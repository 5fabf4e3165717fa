//! Color frequency tables over rectangular image regions.

use super::RatingError;
use crate::imaging::Rect;
use image::{Rgba, RgbaImage};
use std::collections::HashMap;

/// A color and how many pixels of a region carry it.
#[derive(Debug, Clone, Copy, PartialEq, Eq)]
pub struct ColorRating {
    pub color: Rgba<u8>,
    pub occurrence: u64,
}

#[derive(Debug, Clone, Copy)]
struct Entry {
    count: u64,
    /// Row-major index of the first pixel with this color. Breaks count ties.
    first_seen: u64,
}

/// Exact-match color histogram of one region.
///
/// Built fresh per query; there is no incremental update.
#[derive(Debug, Clone)]
pub struct ColorHistogram {
    entries: HashMap<Rgba<u8>, Entry>,
}

impl ColorHistogram {
    /// Count every pixel in the half-open `region` of `image`.
    ///
    /// A region reaching past the image edge is a caller bug and is reported
    /// as [`RatingError::RegionOutOfBounds`] rather than clamped.
    pub fn build(image: &RgbaImage, region: Rect) -> Result<Self, RatingError> {
        let fits = |start: u32, len: u32, max: u32| start.checked_add(len).is_some_and(|end| end <= max);
        if !fits(region.x, region.width, image.width())
            || !fits(region.y, region.height, image.height())
        {
            return Err(RatingError::RegionOutOfBounds {
                region,
                image: image.dimensions(),
            });
        }

        let mut entries: HashMap<Rgba<u8>, Entry> = HashMap::new();
        let mut index = 0u64;
        for y in region.y..region.y + region.height {
            for x in region.x..region.x + region.width {
                entries
                    .entry(*image.get_pixel(x, y))
                    .and_modify(|e| e.count += 1)
                    .or_insert(Entry {
                        count: 1,
                        first_seen: index,
                    });
                index += 1;
            }
        }
        Ok(Self { entries })
    }

    /// Number of distinct colors.
    pub fn len(&self) -> usize {
        self.entries.len()
    }

    pub fn is_empty(&self) -> bool {
        self.entries.is_empty()
    }

    pub fn count(&self, color: &Rgba<u8>) -> u64 {
        self.entries.get(color).map_or(0, |e| e.count)
    }

    /// Entries by descending occurrence. Equal counts keep first-seen order,
    /// so the ranking never depends on hash iteration order.
    pub fn ranked(&self) -> Vec<ColorRating> {
        let mut entries: Vec<(&Rgba<u8>, &Entry)> = self.entries.iter().collect();
        entries.sort_by(|a, b| {
            b.1.count
                .cmp(&a.1.count)
                .then(a.1.first_seen.cmp(&b.1.first_seen))
        });
        entries
            .into_iter()
            .map(|(color, entry)| ColorRating {
                color: *color,
                occurrence: entry.count,
            })
            .collect()
    }
}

• [PROBLEM REQUIREMENTS] Count, and answer with the number only: how many lines of the data include the string "fits"?

• [SOLUTION BELOW] 3